The new center is housed in the Wuhua Technology Industrial Park in Kunming, the provincial capital and the largest city in the relatively remote and less-developed Yunnan Province – an area not known for a preponderance of high-tech enterprises.
The facility will help promote blockchain adoption in Yunnan and create a new national hub for the technology, per the same report.
A total of 24 companies have already moved into the new center, including e-commerce giant Alibaba, Hangzhou-based blockchain firm Hyperchain and Beijing-based blockchain-as-a-service (BaaS) provider Uni-Ledger.
The province has also introduced what it calls the “Peacock Code,” a network of companies and providers that will participate in tracing and sourcing locally produced goods.
Yunnan is one of the largest producers of the country’s agriculture products including tobacco, tea, sugar, and coffee, while the peacock is regarded as sacred by ethnic minority communities in the province.
The blockchain platform will also be used to fulfill a range of other functions, including medical record management, legal evidence management, e-invoicing and supply chain financing – applications already used in many major Chinese cities.

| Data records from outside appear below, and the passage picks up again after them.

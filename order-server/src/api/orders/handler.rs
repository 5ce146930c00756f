//! Order API Handlers
//!
//! Staff read the order board and drive the status workflow. All access is
//! tenant-scoped; another restaurant's order is indistinguishable from a
//! missing one.

use axum::{
    Json,
    extract::{Path, Query, State},
};

use crate::auth::CurrentUser;
use crate::core::ServerState;
use crate::db::models::Order;
use crate::db::repository::order::OrderFilter;
use crate::db::repository::{OrderRepository, TenantScope};
use crate::orders::OrderWorkflow;
use crate::orders::numbering::day_window;
use shared::request::{OrderListQuery, OrderStatusUpdate};
use shared::{AppError, AppResult, OrderStatus};

/// GET /api/orders - 订单列表
///
/// Today's orders by default; `status`, `table` and `all_days` narrow or
/// widen the window.
pub async fn list(
    State(state): State<ServerState>,
    user: CurrentUser,
    Query(query): Query<OrderListQuery>,
) -> AppResult<Json<Vec<Order>>> {
    let status = match query.status.as_deref() {
        None | Some("all") => None,
        Some(raw) => Some(
            serde_json::from_value::<OrderStatus>(serde_json::Value::String(raw.to_string()))
                .map_err(|_| AppError::validation(format!("Unknown status: {}", raw)))?,
        ),
    };

    let placed_since = if query.all_days {
        None
    } else {
        let (start, _, _) = day_window(chrono::Utc::now());
        Some(start)
    };

    let repo = OrderRepository::new(state.db.clone());
    let orders = repo
        .list(
            &TenantScope::from_user(&user),
            &OrderFilter {
                status,
                table: query.table,
                placed_since,
            },
        )
        .await
        .map_err(AppError::from)?;
    Ok(Json(orders))
}

/// GET /api/orders/{id} - 订单详情
pub async fn get_by_id(
    State(state): State<ServerState>,
    user: CurrentUser,
    Path(id): Path<String>,
) -> AppResult<Json<Order>> {
    let repo = OrderRepository::new(state.db.clone());
    let order = repo
        .find_by_id(&TenantScope::from_user(&user), &id)
        .await
        .map_err(AppError::from)?
        .ok_or_else(|| AppError::not_found("Order"))?;
    Ok(Json(order))
}

/// PUT /api/orders/{id}/status - 推进订单状态
///
/// Illegal transitions are rejected with no mutation; terminal statuses
/// release the table atomically.
pub async fn set_status(
    State(state): State<ServerState>,
    user: CurrentUser,
    Path(id): Path<String>,
    Json(payload): Json<OrderStatusUpdate>,
) -> AppResult<Json<Order>> {
    let workflow = OrderWorkflow::new(state.db.clone());
    let order = workflow
        .transition(
            &TenantScope::from_user(&user),
            &id,
            payload.status,
            &user.id,
        )
        .await?;
    Ok(Json(order))
}
//! Staff API Handlers
//!
//! Admin-managed staff accounts within one restaurant. Deletion is a soft
//! toggle; password hashes never leave the server.

use axum::{
    Json,
    extract::{Path, State},
};
use serde::Serialize;
use validator::Validate;

use crate::auth::{CurrentUser, hash_password};
use crate::core::ServerState;
use crate::db::models::User;
use crate::db::repository::{TenantScope, UserRepository};
use crate::utils::now_millis;
use shared::request::{StaffCreate, StaffUpdate};
use shared::{AppError, AppResult, ErrorCode, Role};

/// Staff account without credential material
#[derive(Debug, Serialize)]
pub struct StaffView {
    pub id: String,
    pub username: String,
    pub name: String,
    pub email: Option<String>,
    pub phone: Option<String>,
    pub is_active: bool,
    pub last_login: Option<i64>,
    pub created_at: i64,
}

impl From<User> for StaffView {
    fn from(user: User) -> Self {
        Self {
            id: user.id_string(),
            username: user.username,
            name: user.name,
            email: user.email,
            phone: user.phone,
            is_active: user.is_active,
            last_login: user.last_login,
            created_at: user.created_at,
        }
    }
}

fn tenant_of(user: &CurrentUser) -> AppResult<String> {
    user.restaurant
        .clone()
        .ok_or_else(|| AppError::invalid("Restaurant context required"))
}

/// GET /api/staff - 本店员工
pub async fn list(
    State(state): State<ServerState>,
    user: CurrentUser,
) -> AppResult<Json<Vec<StaffView>>> {
    let restaurant = tenant_of(&user)?;
    let repo = UserRepository::new(state.db.clone());
    let staff = repo.find_staff(&restaurant).await.map_err(AppError::from)?;
    Ok(Json(staff.into_iter().map(StaffView::from).collect()))
}

/// POST /api/staff - 创建员工账号
pub async fn create(
    State(state): State<ServerState>,
    user: CurrentUser,
    Json(payload): Json<StaffCreate>,
) -> AppResult<Json<StaffView>> {
    payload
        .validate()
        .map_err(|e| AppError::validation(e.to_string()))?;

    let restaurant = tenant_of(&user)?;
    let repo = UserRepository::new(state.db.clone());

    if repo
        .find_by_username(&payload.username)
        .await
        .map_err(AppError::from)?
        .is_some()
    {
        return Err(AppError::new(ErrorCode::UsernameExists));
    }

    let now = now_millis();
    let created = repo
        .create(User {
            id: None,
            username: payload.username,
            password_hash: Some(hash_password(&payload.password)?),
            name: payload.name,
            email: payload.email,
            phone: payload.phone,
            role: Role::Staff,
            restaurant: Some(restaurant),
            is_active: true,
            last_login: None,
            created_at: now,
            updated_at: now,
        })
        .await
        .map_err(AppError::from)?;

    Ok(Json(StaffView::from(created)))
}

/// PUT /api/staff/{id} - 更新员工账号
pub async fn update(
    State(state): State<ServerState>,
    user: CurrentUser,
    Path(id): Path<String>,
    Json(payload): Json<StaffUpdate>,
) -> AppResult<Json<StaffView>> {
    payload
        .validate()
        .map_err(|e| AppError::validation(e.to_string()))?;

    let scope = TenantScope::from_user(&user);
    let repo = UserRepository::new(state.db.clone());
    let mut staff = repo
        .find_by_id(&scope, &id)
        .await
        .map_err(AppError::from)?
        .filter(|u| u.role == Role::Staff)
        .ok_or_else(|| AppError::not_found("Staff member"))?;

    if let Some(name) = payload.name {
        staff.name = name;
    }
    if let Some(password) = payload.password {
        staff.password_hash = Some(hash_password(&password)?);
    }
    if let Some(email) = payload.email {
        staff.email = Some(email);
    }
    if let Some(phone) = payload.phone {
        staff.phone = Some(phone);
    }
    if let Some(is_active) = payload.is_active {
        staff.is_active = is_active;
    }

    let updated = repo.update(&scope, &id, staff).await.map_err(AppError::from)?;
    Ok(Json(StaffView::from(updated)))
}

/// DELETE /api/staff/{id} - 停用员工账号 (软删除)
pub async fn deactivate(
    State(state): State<ServerState>,
    user: CurrentUser,
    Path(id): Path<String>,
) -> AppResult<Json<StaffView>> {
    let scope = TenantScope::from_user(&user);
    let repo = UserRepository::new(state.db.clone());
    repo.find_by_id(&scope, &id)
        .await
        .map_err(AppError::from)?
        .filter(|u| u.role == Role::Staff)
        .ok_or_else(|| AppError::not_found("Staff member"))?;

    let updated = repo
        .set_active(&scope, &id, false)
        .await
        .map_err(AppError::from)?;
    Ok(Json(StaffView::from(updated)))
}
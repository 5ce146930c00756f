//! Dining Table API 模块

mod handler;

use axum::{Router, middleware, routing::get, routing::put};

use crate::auth::require_permission;
use crate::core::ServerState;
use shared::Permission;

pub fn router() -> Router<ServerState> {
    Router::new().nest("/api/tables", routes())
}

fn routes() -> Router<ServerState> {
    // Staff read tables to filter the order board; management is admin-only
    let read_routes = Router::new()
        .route("/", get(handler::list))
        .route("/{id}", get(handler::get_by_id))
        .layer(middleware::from_fn(require_permission(
            Permission::ViewOrders,
        )));

    let manage_routes = Router::new()
        .route("/", axum::routing::post(handler::create))
        .route(
            "/{id}",
            axum::routing::put(handler::update).delete(handler::delete),
        )
        .route("/{id}/status", put(handler::set_status))
        .route("/{id}/qr", get(handler::qr))
        .layer(middleware::from_fn(require_permission(
            Permission::ManageTables,
        )));

    read_routes.merge(manage_routes)
}
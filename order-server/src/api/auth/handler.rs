//! Auth API Handlers

use axum::{Json, extract::State};
use validator::Validate;

use crate::auth::verify_password;
use crate::core::ServerState;
use crate::db::repository::UserRepository;
use crate::security_log;
use shared::request::LoginRequest;
use shared::response::LoginResponse;
use shared::{AppError, AppResult, ErrorCode};

/// POST /api/auth/login - 用户名密码登录
///
/// Password roles only; customers never log in here. Credential failures
/// are reported uniformly so usernames cannot be probed.
pub async fn login(
    State(state): State<ServerState>,
    Json(payload): Json<LoginRequest>,
) -> AppResult<Json<LoginResponse>> {
    payload
        .validate()
        .map_err(|e| AppError::validation(e.to_string()))?;

    let repo = UserRepository::new(state.db.clone());
    let user = repo
        .find_by_username(&payload.username)
        .await
        .map_err(AppError::from)?
        .ok_or_else(AppError::invalid_credentials)?;

    let hash = user
        .password_hash
        .as_deref()
        .ok_or_else(AppError::invalid_credentials)?;
    if !verify_password(&payload.password, hash) {
        security_log!("WARN", "login_failed", username = payload.username.clone());
        return Err(AppError::invalid_credentials());
    }
    if !user.is_active {
        return Err(AppError::new(ErrorCode::AccountDisabled));
    }

    let user_id = user.id_string();
    repo.touch_last_login(&user_id)
        .await
        .map_err(AppError::from)?;

    let token = state
        .jwt_service()
        .generate_token(
            &user_id,
            &user.username,
            &user.name,
            user.role,
            user.restaurant.as_deref(),
        )
        .map_err(|e| AppError::internal(format!("Token generation failed: {}", e)))?;

    security_log!("INFO", "login_ok", username = user.username.clone());

    Ok(Json(LoginResponse {
        token,
        user_id,
        username: user.username,
        name: user.name,
        role: user.role,
        restaurant_id: user.restaurant,
    }))
}
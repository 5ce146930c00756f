//! Staff API 模块

mod handler;

use axum::{Router, middleware, routing::get};

use crate::auth::require_permission;
use crate::core::ServerState;
use shared::Permission;

pub fn router() -> Router<ServerState> {
    Router::new().nest("/api/staff", routes())
}

fn routes() -> Router<ServerState> {
    Router::new()
        .route("/", get(handler::list).post(handler::create))
        .route(
            "/{id}",
            axum::routing::put(handler::update).delete(handler::deactivate),
        )
        .layer(middleware::from_fn(require_permission(
            Permission::ManageStaff,
        )))
}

Furthermore, the province has formed a blockchain industry alliance of companies, organizations, educational groups, and research institutions, with 38 members from elsewhere in China or abroad.
The province began government-led blockchain action in 2019. In July last year, the province introduced China’s first blockchain-based invoicing system for tourist attractions.
China is continuing to pursue the adoption of blockchain technology and considers that it could become one of the world’s leading nations in this emerging sector.